In the meantime, I’m ordering checks from this place so I can at least use the funds in my HSA, but I am not a happy camper.

According to this site:

All you have to do is hold it to the top of the terminal.

It’s an “RF” card.
Note that contactless POS terminals are WAY less common than standard “swipe” terminals.

It is probably a “tap” card, like my bus pass. Hold a very bright light source behind it, and see if you can see a network of wires embedded in it, and a band around it near the edge.

Depends where you are. In my neck of the woods, pretty much all POS terminals are swipe, chip and tap.

Chip & Pin card payment is a different payment method to contactless - but both have a chip.

For chip and pin to work, your card needs a chip on the card and a pin (usually send separate by post).

Contactless payment needs an contact less chip, which is different from the chip’n’pin chip.

It usually incorporates a specific account setup and/or a limitation of funds to be transferred, sometimes also a pin is required as well.

The OP is in the US, where we don’t have chip and PIN. We have chip and sign, which is stupid but there you go.

The chip makes it much harder to clone cards by having malware in the payment system or skimmers on the payment terminals. The addition of pin just makes it harder to use a stolen card. Stolen card fraud is a drop in the bucket compared to cloning cards.

Regarding this, its in the US, but from personal experience with tourists here in Ireland, they don’t have it and if they have a chip - they don’t know the pin and/or never used it before.

As a rule, only a few retail shops accept credits cards without chip’n’pin here, unless they are directly related to tourist business.
It’s generally more hassle and carries a higher risk for the retailer by accepting cards by only swiping them.

Then again, are you saying, that you have that same chip and don’t use the pin function?

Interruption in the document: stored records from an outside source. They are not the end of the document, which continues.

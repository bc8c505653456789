//! Template rendering use case
//!
//! Orchestrates the full workflow of rendering a template file against a
//! content store and a variable context.

use crate::domain::template::{filter_stream, Context, Lexer, Parser, Renderer, Value};
use crate::error::Result;
use crate::infrastructure::{Config, InMemoryClient};
use std::fs;
use std::path::{Path, PathBuf};

/// Options for rendering
#[derive(Debug, Clone)]
pub struct RenderOptions {
    /// Template file to render
    pub template: PathBuf,

    /// Content file (overrides the configured one)
    pub content: Option<PathBuf>,

    /// Context variables
    pub vars: Vec<(String, String)>,

    /// Explicit config file (default: djedi.toml next to the template)
    pub config: Option<PathBuf>,

    /// Force editor affordances off
    pub no_edit: bool,
}

/// Service for rendering template files
pub struct RenderTemplateService;

impl RenderTemplateService {
    /// Execute the render
    ///
    /// # Errors
    ///
    /// Returns an error if:
    /// - The template or content file cannot be read
    /// - The template fails to parse
    /// - Content resolution fails
    pub fn execute(options: RenderOptions) -> Result<String> {
        let template_dir = options
            .template
            .parent()
            .filter(|dir| !dir.as_os_str().is_empty())
            .unwrap_or(Path::new("."))
            .to_path_buf();

        // 1. Load config (explicit file, or djedi.toml next to the template)
        let config = match &options.config {
            Some(path) => Config::load_from_file(path)?,
            None => Config::load_or_default(&template_dir)?,
        };

        // 2. Build the content client
        let client = match &options.content {
            Some(path) => InMemoryClient::load_from_file(path)?,
            None => match &config.content {
                Some(path) => {
                    // A relative configured path is anchored at the template
                    let resolved = if path.is_absolute() {
                        path.clone()
                    } else {
                        template_dir.join(path)
                    };
                    InMemoryClient::load_from_file(&resolved)?
                }
                None => InMemoryClient::new(),
            },
        };

        // 3. Lex and parse the template
        let source = fs::read_to_string(&options.template)?;
        let tokens = filter_stream(Lexer::tokenize(&source)?);
        let template = Parser::parse(tokens)?;

        // 4. Build the variable context
        let mut context = Context::new();
        for (key, value) in options.vars {
            context.insert(key, Value::Str(value));
        }

        // 5. Render
        let mut renderer = Renderer::new(&client, &context);
        if options.no_edit || !config.edit {
            renderer = renderer.without_edit();
        }
        renderer.render(&template)
    }
}
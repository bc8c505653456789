//! Configuration management

use crate::error::{DjediError, Result};
use serde::Deserialize;
use std::fs;
use std::path::{Path, PathBuf};

/// Config file name looked up next to the template being rendered
pub const CONFIG_FILE: &str = "djedi.toml";

#[derive(Debug, Clone, Deserialize)]
pub struct Config {
    /// Whether rendered nodes carry editor affordances
    #[serde(default = "default_edit")]
    pub edit: bool,

    /// Content file used when --content is not given
    #[serde(default)]
    pub content: Option<PathBuf>,
}

fn default_edit() -> bool {
    true
}

impl Default for Config {
    fn default() -> Self {
        Config {
            edit: true,
            content: None,
        }
    }
}

impl Config {
    /// Load config from a djedi.toml file
    pub fn load_from_file(path: &Path) -> Result<Self> {
        let contents = fs::read_to_string(path).map_err(|e| {
            if e.kind() == std::io::ErrorKind::NotFound {
                DjediError::Config(format!("Config file not found: {}", path.display()))
            } else {
                DjediError::Io(e)
            }
        })?;

        toml::from_str(&contents)
            .map_err(|e| DjediError::Config(format!("Failed to parse {}: {}", CONFIG_FILE, e)))
    }

    /// Load djedi.toml from a directory, falling back to defaults when absent
    pub fn load_or_default(dir: &Path) -> Result<Self> {
        let path = dir.join(CONFIG_FILE);
        if path.exists() {
            Self::load_from_file(&path)
        } else {
            Ok(Config::default())
        }
    }
}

Meaning, you are using the chip instead of swiping , then sign as if you swiped the card?
If so, that’s … well… eh? What? :smack:

I’m a little puzzled too, but chip-and-signature prevents the majority of credit card fraud. There isn’t much theft of physical credit cards. In cases of physical theft, I’m guessing that most people cancel stolen cards within hours, or a few days at most.

Rather, criminals will place “skimmers” on public terminals like gas station pumps, and record the magnetic stripe on every swiped credit card. After that it’s trivial to forge credit cards and use them to try to buy valuable merchandise. The chip just makes it far more difficult to forge credit cards.

Yes. I will bow to lazybratsche and gazpacho as to why we don’t have PINs, though I should note that every card issuer will allow you to create a PIN in order to use the card overseas, etc. (though I was in France and the UK in December 2014 and had no trouble swiping the card anywhere). It’s just that the cardholder cannot “limit” the card to PIN-only use; the merchant has to do it, and US merchants all take signatures instead of PINs.

As a small retailer in Ireland, I can tell you, that if a purchase is made via chip’n’pin, the risk of fraud is very small for the retailer.
On the other hand, when the card is just swiped and the signed, all the risks are with the retailer.

As the retailer I can choose to not accept a card doing a swipe/sign, however for the typical tourist stuff to the tourists, I usually do.
For a whole laptop, PC, etc… I’m just not willing to take the risk.